Шаров накладывает друг на друга и перемешивает две истории – библейскую и русскую – и словно бы показывает их неразрывность и невыносимость. Земля обетованная становится Зоной – совсем как у Стругацких, – местом, которое свято и проклято одновременно. Свято потому, что именно сюда когда-нибудь вернется Христос, и проклято потому, что все попытки приблизить его возвращение заканчиваются колючей проволокой и ГУЛАГом, а населяющие эту землю люди обречены раз за разом воспроизводить одну и ту же притчу: апостолы-садисты и убегающие от них по воде евреи.

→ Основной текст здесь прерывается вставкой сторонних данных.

//! Request encoders and response decoders for the reader command set.
//!
//! Encoders never reject their input: out-of-range power and frequency values
//! are replaced by values the firmware accepts (see [`clamp_output_power`] and
//! [`normalize_frequency_region`]). Decoders check the response size for each
//! command and hand the result to a [`ResponseHandler`]; anything unexpected is
//! reported through [`ResponseHandler::on_error`] instead of being partially
//! decoded.

use log::{debug, error, trace, warn};

use crate::command::{
    Baudrate, CommandId, DEFAULT_FREQUENCY_RANGE, DeviceError, ErrorCode, MAX_FREQUENCY_CODE,
    MAX_OUTPUT_POWER, MemBank, SpectrumRegion, WorkAntenna,
};
use crate::frame::Frame;
use crate::types::{InventorySummary, TagRead, bytes_to_hex};

/// Data length of a response that carries only a status byte
const STATUS_ONLY_LEN: u8 = 4;

/// Replace a power level the reader would refuse with 0
pub fn clamp_output_power(power: u8) -> u8 {
    if power <= MAX_OUTPUT_POWER { power } else { 0x00 }
}

/// Normalize a frequency region request.
///
/// An unknown region becomes ETSI. A range with a code above
/// [`MAX_FREQUENCY_CODE`] or with `end < start` becomes
/// [`DEFAULT_FREQUENCY_RANGE`].
pub fn normalize_frequency_region(region: u8, start: u8, end: u8) -> (SpectrumRegion, u8, u8) {
    let region = SpectrumRegion::from_u8(region).unwrap_or(SpectrumRegion::Etsi);
    if end < start || start > MAX_FREQUENCY_CODE || end > MAX_FREQUENCY_CODE {
        let (start, end) = DEFAULT_FREQUENCY_RANGE;
        return (region, start, end);
    }
    (region, start, end)
}

/// Builds request frames addressed to one reader
#[derive(Debug, Clone, Copy)]
pub struct ReaderCommands {
    address: u8,
}

impl ReaderCommands {
    pub fn new(address: u8) -> Self {
        Self { address }
    }

    pub fn address(&self) -> u8 {
        self.address
    }

    fn frame(&self, cmd: CommandId, payload: &[u8]) -> Frame {
        let frame = Frame::new(self.address, cmd as u8, payload);
        debug!("{} -> {}", cmd, frame.to_hex());
        frame
    }

    pub fn reset(&self) -> Frame {
        self.frame(CommandId::Reset, &[])
    }

    pub fn set_uart_baudrate(&self, baudrate: Baudrate) -> Frame {
        self.frame(CommandId::SetUartBaudrate, &[baudrate as u8])
    }

    pub fn get_firmware_version(&self) -> Frame {
        self.frame(CommandId::GetFirmwareVersion, &[])
    }

    pub fn set_work_antenna(&self, antenna: WorkAntenna) -> Frame {
        self.frame(CommandId::SetWorkAntenna, &[antenna as u8])
    }

    pub fn get_work_antenna(&self) -> Frame {
        self.frame(CommandId::GetWorkAntenna, &[])
    }

    /// Per-antenna output power, each value clamped to the accepted range
    pub fn set_output_power(&self, powers: [u8; WorkAntenna::COUNT]) -> Frame {
        self.frame(CommandId::SetOutputPower, &powers.map(clamp_output_power))
    }

    pub fn get_output_power(&self) -> Frame {
        self.frame(CommandId::GetOutputPower, &[])
    }

    pub fn set_frequency_region(&self, region: u8, start: u8, end: u8) -> Frame {
        let (region, start, end) = normalize_frequency_region(region, start, end);
        self.frame(CommandId::SetFrequencyRegion, &[region as u8, start, end])
    }

    pub fn get_frequency_region(&self) -> Frame {
        self.frame(CommandId::GetFrequencyRegion, &[])
    }

    /// Start an inventory round on the work antenna; `repeat` is the number of
    /// anti-collision rounds (0xFF lets the reader pick)
    pub fn inventory(&self, repeat: u8) -> Frame {
        self.frame(CommandId::Inventory, &[repeat])
    }

    pub fn read(&self, bank: MemBank, word_address: u8, word_count: u8) -> Frame {
        self.frame(CommandId::Read, &[bank as u8, word_address, word_count])
    }

    pub fn get_inventory_buffer(&self) -> Frame {
        self.frame(CommandId::GetInventoryBuffer, &[])
    }

    pub fn get_and_reset_inventory_buffer(&self) -> Frame {
        self.frame(CommandId::GetAndResetInventoryBuffer, &[])
    }

    pub fn get_inventory_buffer_tag_count(&self) -> Frame {
        self.frame(CommandId::GetInventoryBufferTagCount, &[])
    }

    pub fn reset_inventory_buffer(&self) -> Frame {
        self.frame(CommandId::ResetInventoryBuffer, &[])
    }
}

impl Default for ReaderCommands {
    fn default() -> Self {
        Self::new(crate::frame::BROADCAST_ADDRESS)
    }
}

/// Receives decoded responses.
///
/// Every method has an empty default so implementors only pick the responses
/// they care about.
#[allow(unused_variables)]
pub trait ResponseHandler {
    /// The reader answered `cmd` with a non-success status, or with a payload
    /// that does not fit the response layout
    fn on_error(&mut self, cmd: CommandId, err: DeviceError) {}

    fn on_reset(&mut self) {}

    fn on_set_uart_baudrate(&mut self) {}

    fn on_firmware_version(&mut self, major: u8, minor: u8) {}

    fn on_set_work_antenna(&mut self) {}

    fn on_work_antenna(&mut self, antenna: WorkAntenna) {}

    fn on_set_output_power(&mut self) {}

    fn on_output_power(&mut self, powers: [u8; WorkAntenna::COUNT]) {}

    fn on_set_frequency_region(&mut self) {}

    fn on_frequency_region(&mut self, region: u8, start: u8, end: u8) {}

    fn on_inventory(&mut self, summary: InventorySummary) {}

    fn on_read(&mut self, tag: TagRead) {}

    /// One record streamed by `GetInventoryBuffer` or
    /// `GetAndResetInventoryBuffer`
    fn on_buffered_tag(&mut self, cmd: CommandId, tag: TagRead) {}

    fn on_inventory_buffer_tag_count(&mut self, count: u16) {}

    fn on_reset_inventory_buffer(&mut self) {}
}

/// Decode `frame` and call the matching handler method.
///
/// Returns the command the frame answered, or `None` for opcodes outside the
/// supported set.
pub fn dispatch<H: ResponseHandler + ?Sized>(frame: &Frame, handler: &mut H) -> Option<CommandId> {
    let cmd = match CommandId::try_from(frame.command()) {
        Ok(cmd) => cmd,
        Err(code) => {
            warn!("Undeclared recv command: {:#04x}", code);
            return None;
        }
    };
    trace!("{} <- {}", cmd, frame.to_hex());

    match cmd {
        CommandId::Reset => on_status(frame, cmd, handler, |h| h.on_reset()),
        CommandId::SetUartBaudrate => on_status(frame, cmd, handler, |h| h.on_set_uart_baudrate()),
        CommandId::SetWorkAntenna => on_status(frame, cmd, handler, |h| h.on_set_work_antenna()),
        CommandId::SetOutputPower => on_status(frame, cmd, handler, |h| h.on_set_output_power()),
        CommandId::SetFrequencyRegion => {
            on_status(frame, cmd, handler, |h| h.on_set_frequency_region())
        }
        CommandId::ResetInventoryBuffer => {
            on_status(frame, cmd, handler, |h| h.on_reset_inventory_buffer())
        }
        CommandId::GetFirmwareVersion => match frame.payload() {
            [major, minor] => handler.on_firmware_version(*major, *minor),
            _ => wrong_size(frame, cmd, handler),
        },
        CommandId::GetWorkAntenna => match frame.payload() {
            [id] => match WorkAntenna::try_from(*id) {
                Ok(antenna) => handler.on_work_antenna(antenna),
                Err(code) => fail(cmd, DeviceError(code), handler),
            },
            _ => wrong_size(frame, cmd, handler),
        },
        CommandId::GetOutputPower => match frame.payload() {
            [all] => handler.on_output_power([*all; WorkAntenna::COUNT]),
            [p1, p2, p3, p4] => handler.on_output_power([*p1, *p2, *p3, *p4]),
            _ => wrong_size(frame, cmd, handler),
        },
        CommandId::GetFrequencyRegion => match frame.payload() {
            [region, start, end] => handler.on_frequency_region(*region, *start, *end),
            _ => wrong_size(frame, cmd, handler),
        },
        CommandId::GetInventoryBufferTagCount => match frame.payload() {
            [hi, lo] => handler.on_inventory_buffer_tag_count(u16::from_be_bytes([*hi, *lo])),
            _ => wrong_size(frame, cmd, handler),
        },
        CommandId::Inventory => {
            if frame.data_len() == STATUS_ONLY_LEN {
                status_error(frame, cmd, handler);
            } else {
                match parse_inventory_summary(frame.payload()) {
                    Some(summary) => handler.on_inventory(summary),
                    None => fail(cmd, DeviceError::COMMAND_FAIL, handler),
                }
            }
        }
        CommandId::Read => {
            if frame.data_len() == STATUS_ONLY_LEN {
                status_error(frame, cmd, handler);
            } else {
                match parse_read_record(frame.payload()) {
                    Some(tag) => handler.on_read(tag),
                    None => fail(cmd, DeviceError::COMMAND_FAIL, handler),
                }
            }
        }
        CommandId::GetInventoryBuffer | CommandId::GetAndResetInventoryBuffer => {
            if frame.data_len() == STATUS_ONLY_LEN {
                status_error(frame, cmd, handler);
            } else {
                match parse_buffer_record(frame.payload()) {
                    Some(tag) => handler.on_buffered_tag(cmd, tag),
                    None => fail(cmd, DeviceError::COMMAND_FAIL, handler),
                }
            }
        }
        CommandId::AllTagsReceived => {
            warn!("{} is never sent by the reader", cmd);
            return None;
        }
    }

    Some(cmd)
}

fn fail<H: ResponseHandler + ?Sized>(cmd: CommandId, err: DeviceError, handler: &mut H) {
    error!("{}: {}", cmd, err);
    handler.on_error(cmd, err);
}

fn status_error<H: ResponseHandler + ?Sized>(frame: &Frame, cmd: CommandId, handler: &mut H) {
    let err = frame.status().map(DeviceError).unwrap_or(DeviceError::COMMAND_FAIL);
    fail(cmd, err, handler);
}

/// A get-type response of the wrong size: a lone byte is the reader's status,
/// anything else is reported as a generic failure
fn wrong_size<H: ResponseHandler + ?Sized>(frame: &Frame, cmd: CommandId, handler: &mut H) {
    let err = match frame.payload() {
        [code] => DeviceError(*code),
        _ => DeviceError::COMMAND_FAIL,
    };
    fail(cmd, err, handler);
}

fn on_status<H, F>(frame: &Frame, cmd: CommandId, handler: &mut H, ok: F)
where
    H: ResponseHandler + ?Sized,
    F: FnOnce(&mut H),
{
    match frame.status() {
        Some(code) if code == ErrorCode::CommandSuccess as u8 => ok(handler),
        _ => status_error(frame, cmd, handler),
    }
}

fn be16(bytes: &[u8], at: usize) -> Option<u16> {
    Some(u16::from_be_bytes([*bytes.get(at)?, *bytes.get(at + 1)?]))
}

fn be32(bytes: &[u8], at: usize) -> Option<u32> {
    let b = bytes.get(at..at + 4)?;
    Some(u32::from_be_bytes([b[0], b[1], b[2], b[3]]))
}

/// `ant, tag_count(2), read_rate(2), total_read(4)`
pub(crate) fn parse_inventory_summary(payload: &[u8]) -> Option<InventorySummary> {
    Some(InventorySummary {
        antenna: *payload.first()?,
        tag_count: be16(payload, 1)?,
        read_rate: be16(payload, 3)?,
        total_read: be32(payload, 5)?,
    })
}

/// `count(2), data_len, pc(2), epc(data_len - 4), crc(2), rssi, freq_ant, inv_count`
pub(crate) fn parse_buffer_record(payload: &[u8]) -> Option<TagRead> {
    let tag_count = be16(payload, 0)?;
    let epc_len = (*payload.get(2)? as usize).checked_sub(4)?;
    let pc = be16(payload, 3)?;
    let epc = payload.get(5..5 + epc_len)?.to_vec();
    let crc = be16(payload, 5 + epc_len)?;
    let rssi = *payload.get(epc_len + 7)?;
    let freq_ant = *payload.get(epc_len + 8)?;
    let inventory_count = *payload.get(epc_len + 9)?;

    let tag = TagRead {
        tag_count,
        pc,
        epc,
        crc,
        rssi,
        antenna: freq_ant & 0x03,
        frequency: freq_ant & 0xFC,
        inventory_count,
        ..TagRead::default()
    };
    trace!(
        "tag {} count={} rssi={} ant={} inv={}",
        tag.epc_hex(),
        tag.tag_count,
        tag.rssi,
        tag.antenna,
        tag.inventory_count
    );
    Some(tag)
}

/// `count(2), data_len, pc(2), epc, crc(2), data(read_len), read_len, freq_ant, read_count`
///
/// `data_len` covers PC, EPC, CRC and the read data, so the EPC length is
/// `data_len - read_len - 4`.
pub(crate) fn parse_read_record(payload: &[u8]) -> Option<TagRead> {
    let len = payload.len();
    let tag_count = be16(payload, 0)?;
    let data_len = *payload.get(2)? as usize;
    let read_len = *payload.get(len.checked_sub(3)?)? as usize;
    let freq_ant = payload[len - 2];
    let read_count = payload[len - 1];
    let epc_len = data_len.checked_sub(read_len + 4)?;

    let pc = be16(payload, 3)?;
    let epc = payload.get(5..5 + epc_len)?.to_vec();
    let crc = be16(payload, 5 + epc_len)?;
    let data = payload.get(epc_len + 7..epc_len + 7 + read_len)?.to_vec();

    trace!("read {} data={}", bytes_to_hex(&epc), bytes_to_hex(&data));
    Some(TagRead {
        tag_count,
        pc,
        epc,
        crc,
        data,
        antenna: freq_ant & 0x03,
        frequency: freq_ant & 0xFC,
        read_count,
        ..TagRead::default()
    })
}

Я неслучайно начал рассказ о «Репетициях» с упоминания «Дон Кихота»: эти романы рифмуются и перекликаются не только на уровне структуры. Роман Сервантеса – это печальная история о человеке, который хотел вернуть Золотой век, но все попытки «возвращения» заканчивались болью и катастрофами. Его благие намерения приносили и ему, и окружающим лишь страдания; его высокие рыцарские стандарты не приживались в реальном мире. Именно таков патриарх Никон – безумец и мечтатель, поставивший себе цель буквально выстроить Царствие Небесное на берегу Истры. И, если продолжить параллель, донкихотами были все авторы Советского Проекта – мечты о Новом Мире, которая закончилась ГУЛАГом.
V
Вскрытие подходит к концу, тела убирают в черные мешки. Даниил Леонидович выводит меня обратно, в зеленую зону, где мы в специальной комнате снимаем защитные костюмы и заталкиваем их в контейнер со значком биологической опасности на боку. Меня провожают в ванную, и я долго мою руки и рассматриваю свою кожу – она кажется мне тонкой, почти прозрачной. Я подношу ладонь к зажженной лампочке и смотрю на нее. Когда у тебя на глазах только что распотрошили покойника, живое тело воспринимается иначе: уже тот факт, что я могу свободно двигать руками, кажется чуть ли не чудом. Я думаю о живых и мертвых телах, о том, как логика живого и мертвого переворачивается в русской истории и литературе, и вспоминаю «Седьмую щелочь» Полины Барсковой.
Одна из самых важных тем в блокадной поэзии и мемуарах – это выяснение отношений с собственной плотью и отвращение к телу, причем к любому: и к больному и к здоровому, и к своему и к чужому. Барскова пишет об отчаянии, внутри которого тело становится врагом, а иногда – и едой.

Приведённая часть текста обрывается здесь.